A GPS dyno is only worth trusting if its accuracy can be checked. Every figure below is generated from the same benchmark that gates each release — controlled synthetic recovery, real repeated road sessions, raw signal quality, outlier honesty, and a committed precision history. Nothing here is a mock-up.

01

The math is controlled

Fig. 01 source: committed benchmark
A known synthetic engine curve recovered by Powertora within about a Powertora-second of the truth.

We build a known engine curve, simulate a protocol pull and coast-down with a GPS-noise model calibrated from real RaceBox and Dragy hardware, then run the full production pipeline and score the recovered curve against the truth. Across 30 noise seeds and four engine shapes (smooth, cam-step, intake-ripple, fine texture) peak power lands within about ±1.3 PS — so the recovery is measured against ground truth, not asserted.

02

Real runs repeat

Fig. 02 source: committed benchmark
Three road runs each for a Honda EP1 and FK2, with the merged curve and its confidence band.

No ground truth exists for a real car, so precision is repeatability. Here are the last three road runs for a naturally-aspirated EP1 and a turbo FK2 — the faint lines are individual pulls, the bold line is the merged result, and the shaded band is its measured run-to-run scatter. The EP1 session holds to ~1.3% (±0.8 PS at the peak); the noisier turbo FK2 to ~2.8% — and the band widens exactly where the runs actually disagree.

03

25 Hz signal, honestly filtered

Fig. 03 source: committed benchmark
Raw 25 Hz GPS speed samples versus the Kalman-smoothed estimate the pipeline uses.

A power curve is only as good as the speed trace behind it. This is a real pull: every raw 25 Hz GPS sample (dots) and the zero-phase Kalman estimate the pipeline differentiates for acceleration (line). High sample rate plus a physics-aware smoother is what turns raw Doppler speed into a clean curve — without rounding away real engine features.

04

Bad data is dropped, not hidden

Fig. 04 source: committed benchmark
A wheelspin pull detected as an outlier and excluded from the merged result.

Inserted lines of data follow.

use pdfx_sandbox::application::chain::ChainStore;
use pdfx_sandbox::application::payments::PaymentStore;
use pdfx_sandbox::domain::ports::{ClockRef, KeyValueStoreRef};
use pdfx_sandbox::infrastructure::clock::SystemClock;
use pdfx_sandbox::infrastructure::in_memory::InMemoryKeyValueStore;
use pdfx_sandbox::infrastructure::json_file::JsonFileStore;
use serde_json::json;
use std::sync::Arc;
use tempfile::tempdir;

async fn exercise(backing: KeyValueStoreRef) {
    let clock: ClockRef = Arc::new(SystemClock);
    let chain = ChainStore::new(backing.clone(), clock.clone());
    let payments = PaymentStore::new(backing, clock);

    // Verify Send + Sync by spawning tasks
    let chain_handle = tokio::spawn(async move {
        chain.push("log", json!({ "message": "hi" })).await.unwrap();
        chain.list().await.unwrap()
    });
    let payments_handle = tokio::spawn(async move {
        let session = payments.create_session(100, None, None).await.unwrap();
        payments.confirm_session(&session.id).await.unwrap().unwrap()
    });

    let events = chain_handle.await.unwrap();
    assert_eq!(events.len(), 1);
    assert_eq!(events[0].r#type, "log");

    let confirmed = payments_handle.await.unwrap();
    assert_eq!(confirmed.amount_cents, 100);
}

#[tokio::test]
async fn test_in_memory_backing_as_trait_object() {
    exercise(Arc::new(InMemoryKeyValueStore::new())).await;
}

#[tokio::test]
async fn test_json_file_backing_as_trait_object() {
    let dir = tempdir().unwrap();
    exercise(Arc::new(JsonFileStore::open(dir.path()).unwrap())).await;
}

#[tokio::test]
async fn test_stores_share_one_backing_without_interference() {
    let backing: KeyValueStoreRef = Arc::new(InMemoryKeyValueStore::new());
    let clock: ClockRef = Arc::new(SystemClock);
    let chain = ChainStore::new(backing.clone(), clock.clone());
    let payments = PaymentStore::new(backing, clock);

    payments.create_session(1, None, None).await.unwrap();
    chain.push("log", json!(null)).await.unwrap();
    chain.clear().await.unwrap();

    assert!(chain.list().await.unwrap().is_empty());
    assert_eq!(payments.list().await.unwrap().len(), 1);
}
use serde::{Deserialize, Serialize};
use uuid::Uuid;

/// An immutable, timestamped record on the mock ledger.
///
/// Events are only ever created by appending and are only ever removed by
/// clearing the whole chain.
#[derive(Debug, Clone, PartialEq, Serialize, Deserialize)]
pub struct ChainEvent {
    pub id: String,
    #[serde(rename = "type")]
    pub r#type: String,
    pub payload: serde_json::Value,
    /// Milliseconds since the Unix epoch.
    pub timestamp: i64,
}

impl ChainEvent {
    pub fn new(r#type: impl Into<String>, payload: serde_json::Value, timestamp: i64) -> Self {
        Self {
            id: format!("ev_{}_{}", timestamp, Uuid::new_v4().simple()),
            r#type: r#type.into(),
            payload,
            timestamp,
        }
    }
}
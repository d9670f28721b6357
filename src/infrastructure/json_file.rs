use crate::domain::ports::KeyValueStore;
use crate::error::{Result, SandboxError};
use async_trait::async_trait;
use std::io::{ErrorKind, Write};
use std::path::{Path, PathBuf};

/// A slot store keeping one JSON file per key inside a directory.
///
/// Writes go to a temporary file in the same directory which is then renamed
/// over the target, so a reader never observes a half-written slot.
#[derive(Clone, Debug)]
pub struct JsonFileStore {
    dir: PathBuf,
}

impl JsonFileStore {
    /// Opens (creating if missing) the directory at `path`.
    pub fn open<P: AsRef<Path>>(path: P) -> Result<Self> {
        let dir = path.as_ref().to_path_buf();
        std::fs::create_dir_all(&dir)?;
        Ok(Self { dir })
    }

    fn slot_path(&self, key: &str) -> PathBuf {
        self.dir.join(format!("{key}.json"))
    }
}

#[async_trait]
impl KeyValueStore for JsonFileStore {
    async fn load(&self, key: &str) -> Result<Option<Vec<u8>>> {
        match tokio::fs::read(self.slot_path(key)).await {
            Ok(bytes) => Ok(Some(bytes)),
            Err(e) if e.kind() == ErrorKind::NotFound => Ok(None),
            Err(e) => Err(e.into()),
        }
    }

    async fn save(&self, key: &str, value: Vec<u8>) -> Result<()> {
        let dir = self.dir.clone();
        let target = self.slot_path(key);

        tokio::task::spawn_blocking(move || -> Result<()> {
            let mut tmp = tempfile::NamedTempFile::new_in(&dir)?;
            tmp.write_all(&value)?;
            tmp.as_file().sync_all()?;
            tmp.persist(&target).map_err(|e| e.error)?;
            Ok(())
        })
        .await
        .map_err(|e| SandboxError::InternalError(Box::new(e)))?
    }
}
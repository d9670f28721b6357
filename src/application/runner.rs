use super::chain::ChainStore;
use super::interpreter::Interpreter;
use super::payments::{DEFAULT_CURRENCY, PaymentStore};
use crate::domain::effect::{DEFAULT_LOCK_PRICE_CENTS, Effect, InterpretationResult, Metadata};
use crate::domain::handlers::{EffectHandlers, HandlerResult};
use crate::domain::payment::PaymentSession;
use crate::domain::ports::PacerRef;
use crate::error::Result;
use crate::infrastructure::pacing::NoPacing;
use serde_json::json;
use std::sync::Arc;

/// Interprets scripts and applies the resulting plans.
///
/// Effects are applied strictly one after another. For each effect the
/// runner notifies the caller's handlers and mirrors the effect into the
/// chain and payment stores. Neither a failing handler nor a failing store
/// write stops the remaining effects from running.
pub struct SandboxRunner {
    interpreter: Interpreter,
    payments: PaymentStore,
    chain: ChainStore,
    pacer: PacerRef,
}

impl SandboxRunner {
    /// Creates a runner that dispatches effects without any delay.
    pub fn new(interpreter: Interpreter, payments: PaymentStore, chain: ChainStore) -> Self {
        Self {
            interpreter,
            payments,
            chain,
            pacer: Arc::new(NoPacing),
        }
    }

    /// Sets the pacing applied before each effect.
    pub fn with_pacer(mut self, pacer: PacerRef) -> Self {
        self.pacer = pacer;
        self
    }

    pub fn interpreter(&self) -> &Interpreter {
        &self.interpreter
    }

    pub fn payments(&self) -> &PaymentStore {
        &self.payments
    }

    pub fn chain(&self) -> &ChainStore {
        &self.chain
    }

    /// Interprets `script` and applies the plan. Returns the plan unchanged.
    pub async fn run(&self, script: &str, handlers: &dyn EffectHandlers) -> InterpretationResult {
        let plan = self.interpreter.interpret(script);
        self.execute(plan, handlers).await
    }

    /// Applies an already interpreted plan. Returns it unchanged.
    pub async fn execute(
        &self,
        plan: InterpretationResult,
        handlers: &dyn EffectHandlers,
    ) -> InterpretationResult {
        tracing::info!(effects = plan.effects.len(), "running plan");
        if let Some(explanation) = &plan.explanation {
            notify(handlers, "log", handlers.on_log(&format!("[MockAI] {explanation}")));
        }

        for effect in &plan.effects {
            self.pacer.pause().await;
            tracing::debug!(kind = effect.kind(), "dispatching effect");
            if let Err(e) = self.apply(effect, handlers).await {
                tracing::error!(kind = effect.kind(), error = %e, "effect could not be recorded");
                notify(
                    handlers,
                    "log",
                    handlers.on_log(&format!("Failed to record {}: {e}", effect.kind())),
                );
            }
        }

        tracing::info!("plan finished");
        plan
    }

    async fn apply(&self, effect: &Effect, handlers: &dyn EffectHandlers) -> Result<()> {
        match effect {
            Effect::Log { message } => {
                notify(handlers, "log", handlers.on_log(message));
                self.chain.push("log", json!({ "message": message })).await?;
            }
            Effect::AddWatermark { page, text } => {
                notify(handlers, "watermark", handlers.on_watermark(*page, text));
                self.chain
                    .push("watermark", json!({ "page": page, "text": text }))
                    .await?;
            }
            Effect::HighlightText { text } => {
                notify(handlers, "highlight", handlers.on_highlight(text));
                self.chain.push("highlight", json!({ "text": text })).await?;
            }
            Effect::LockPages { pages, price_cents } => {
                notify(handlers, "lockPages", handlers.on_lock_pages(pages, *price_cents));
                let mut metadata = Metadata::new();
                metadata.insert("reason".to_string(), json!("lockPages"));
                metadata.insert("pages".to_string(), json!(pages));
                let session = self
                    .open_session(price_cents.unwrap_or(DEFAULT_LOCK_PRICE_CENTS), metadata)
                    .await?;
                notify(
                    handlers,
                    "log",
                    handlers.on_log(&format!(
                        "Created mock payment session {} for unlocking pages.",
                        session.id
                    )),
                );
            }
            Effect::MintNft { metadata } => {
                notify(handlers, "mintNFT", handlers.on_mint_nft(metadata));
                self.chain
                    .push("mint", serde_json::Value::Object(metadata.clone()))
                    .await?;
            }
            Effect::RunPayment {
                price_cents,
                reason,
            } => {
                let mut metadata = Metadata::new();
                metadata.insert("reason".to_string(), json!(reason));
                let session = self.open_session(*price_cents, metadata).await?;
                notify(
                    handlers,
                    "log",
                    handlers.on_log(&format!("Mock payment created {}", session.id)),
                );
            }
            Effect::Unknown { op } => {
                tracing::warn!(op = %op, "skipping unknown effect");
                notify(handlers, "log", handlers.on_log(&format!("Unknown effect: {op}")));
            }
        }
        Ok(())
    }

    async fn open_session(&self, amount_cents: u64, metadata: Metadata) -> Result<PaymentSession> {
        let session = self
            .payments
            .create_session(amount_cents, Some(DEFAULT_CURRENCY), Some(metadata))
            .await?;
        self.chain
            .push("payment_session_created", serde_json::to_value(&session)?)
            .await?;
        Ok(session)
    }

    /// Confirms a pending payment session and records the confirmation on
    /// the chain. Returns the updated session, or `None` when there was no
    /// pending session with this id.
    pub async fn confirm_payment(
        &self,
        session_id: &str,
        handlers: &dyn EffectHandlers,
    ) -> Result<Option<PaymentSession>> {
        notify(
            handlers,
            "log",
            handlers.on_log(&format!("Attempting to confirm mock payment: {session_id}")),
        );
        let confirmed = self.payments.confirm_session(session_id).await?;
        match &confirmed {
            Some(_) => {
                notify(
                    handlers,
                    "log",
                    handlers.on_log(&format!("Payment {session_id} confirmed successfully!")),
                );
                self.chain
                    .push("payment_confirmed", json!({ "sessionId": session_id }))
                    .await?;
            }
            None => notify(
                handlers,
                "log",
                handlers.on_log(&format!("Failed to confirm payment {session_id}.")),
            ),
        }
        Ok(confirmed)
    }
}

/// Swallows a handler failure after logging it.
fn notify(handlers: &dyn EffectHandlers, hook: &str, result: HandlerResult) {
    if let Err(e) = result {
        tracing::warn!(hook, error = %e, "effect handler failed");
        if hook != "log" {
            let _ = handlers.on_log(&format!("Handler for {hook} failed: {e}"));
        }
    }
}
use crate::domain::effect::Metadata;
use crate::domain::handlers::{EffectHandlers, HandlerResult};
use rust_decimal::Decimal;
use std::io::Write;
use std::sync::{Mutex, MutexGuard};

/// A document effect that reached the console, as shown in the effects panel.
#[derive(Debug, Clone, PartialEq)]
pub enum AppliedEffect {
    Watermark { page: u32, text: String },
    Highlight { text: String },
    LockPages { pages: Vec<u32>, price_cents: Option<u64> },
    MintNft { metadata: Metadata },
}

/// Renders effects as console lines on any writer.
///
/// Every line is prefixed with `> `. Applied document effects are also kept,
/// newest first, for callers that want to show what changed.
pub struct ConsoleHandlers<W: Write + Send> {
    out: Mutex<W>,
    applied: Mutex<Vec<AppliedEffect>>,
}

fn lock<T>(mutex: &Mutex<T>) -> MutexGuard<'_, T> {
    mutex.lock().unwrap_or_else(|poisoned| poisoned.into_inner())
}

impl<W: Write + Send> ConsoleHandlers<W> {
    pub fn new(out: W) -> Self {
        Self {
            out: Mutex::new(out),
            applied: Mutex::new(Vec::new()),
        }
    }

    /// Writes `> {line}`.
    pub fn println(&self, line: &str) -> std::io::Result<()> {
        let mut out = lock(&self.out);
        writeln!(out, "> {line}")?;
        out.flush()
    }

    /// Applied effects, newest first.
    pub fn applied(&self) -> Vec<AppliedEffect> {
        lock(&self.applied).clone()
    }

    pub fn into_writer(self) -> W {
        self.out
            .into_inner()
            .unwrap_or_else(|poisoned| poisoned.into_inner())
    }

    fn apply(&self, effect: AppliedEffect, line: &str) -> HandlerResult {
        lock(&self.applied).insert(0, effect);
        self.println(&format!("EFFECT APPLIED: {line}"))?;
        Ok(())
    }
}

impl<W: Write + Send> EffectHandlers for ConsoleHandlers<W> {
    fn on_log(&self, message: &str) -> HandlerResult {
        self.println(message)?;
        Ok(())
    }

    fn on_watermark(&self, page: u32, text: &str) -> HandlerResult {
        self.apply(
            AppliedEffect::Watermark {
                page,
                text: text.to_string(),
            },
            &format!("Watermark on page {page} with text \"{text}\""),
        )
    }

    fn on_highlight(&self, text: &str) -> HandlerResult {
        self.apply(
            AppliedEffect::Highlight {
                text: text.to_string(),
            },
            &format!("Highlight text \"{text}\""),
        )
    }

    fn on_lock_pages(&self, pages: &[u32], price_cents: Option<u64>) -> HandlerResult {
        let listed = pages
            .iter()
            .map(u32::to_string)
            .collect::<Vec<_>>()
            .join(", ");
        let dollars = Decimal::new(i64::try_from(price_cents.unwrap_or(0))?, 2);
        self.apply(
            AppliedEffect::LockPages {
                pages: pages.to_vec(),
                price_cents,
            },
            &format!("Locked pages [{listed}] for ${dollars}"),
        )
    }

    fn on_mint_nft(&self, metadata: &Metadata) -> HandlerResult {
        let rendered = serde_json::to_string(metadata)?;
        self.apply(
            AppliedEffect::MintNft {
                metadata: metadata.clone(),
            },
            &format!("Minted NFT with metadata: {rendered}"),
        )
    }
}

#[cfg(test)]
mod tests {
    use super::*;
    use serde_json::json;

    fn output(console: ConsoleHandlers<Vec<u8>>) -> String {
        String::from_utf8(console.into_writer()).unwrap()
    }

    #[test]
    fn test_console_lines() {
        let console = ConsoleHandlers::new(Vec::new());
        console.on_log("hello").unwrap();
        console.on_watermark(2, "DRAFT").unwrap();
        console.on_highlight("clause").unwrap();
        console.on_lock_pages(&[2, 3], Some(500)).unwrap();

        assert_eq!(
            output(console),
            "> hello\n\
             > EFFECT APPLIED: Watermark on page 2 with text \"DRAFT\"\n\
             > EFFECT APPLIED: Highlight text \"clause\"\n\
             > EFFECT APPLIED: Locked pages [2, 3] for $5.00\n"
        );
    }

    #[test]
    fn test_lock_without_price_shows_zero() {
        let console = ConsoleHandlers::new(Vec::new());
        console.on_lock_pages(&[2], None).unwrap();
        assert!(output(console).contains("for $0.00"));
    }

    #[test]
    fn test_applied_effects_newest_first() {
        let console = ConsoleHandlers::new(Vec::new());
        let mut metadata = Metadata::new();
        metadata.insert("title".to_string(), json!("Document Edition"));

        console.on_highlight("a").unwrap();
        console.on_mint_nft(&metadata).unwrap();

        assert_eq!(
            console.applied(),
            vec![
                AppliedEffect::MintNft { metadata },
                AppliedEffect::Highlight {
                    text: "a".to_string()
                },
            ]
        );
        assert!(output(console).contains("Minted NFT with metadata: {\"title\":\"Document Edition\"}"));
    }
}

A merge only helps if a bad pull can’t poison it. When a run falls sustainedly below the consensus — wheelspin, a missed shift, a lift — it is flagged and excluded from the average rather than quietly dragging the number down. (Illustrative: a synthetic wheelspin dip injected into one of three runs.)

05

Tracked on every change

Fig. 05 source: committed benchmark
Committed precision history across algorithm versions.

Accuracy isn’t a launch-day claim — it’s a committed benchmark. Every change to the pipeline is scored against the synthetic suite and the real fixtures before it ships, and the result is appended to a committed history. Precision is engineered and watched over time, not asserted once.

The method, in one line

Synthetic engines prove the math is controlled; real fixtures prove it repeats; the committed history proves it stays that way. Power is crank-equivalent by measured loss, metric PS, DIN-corrected — the honest number, with its uncertainty shown.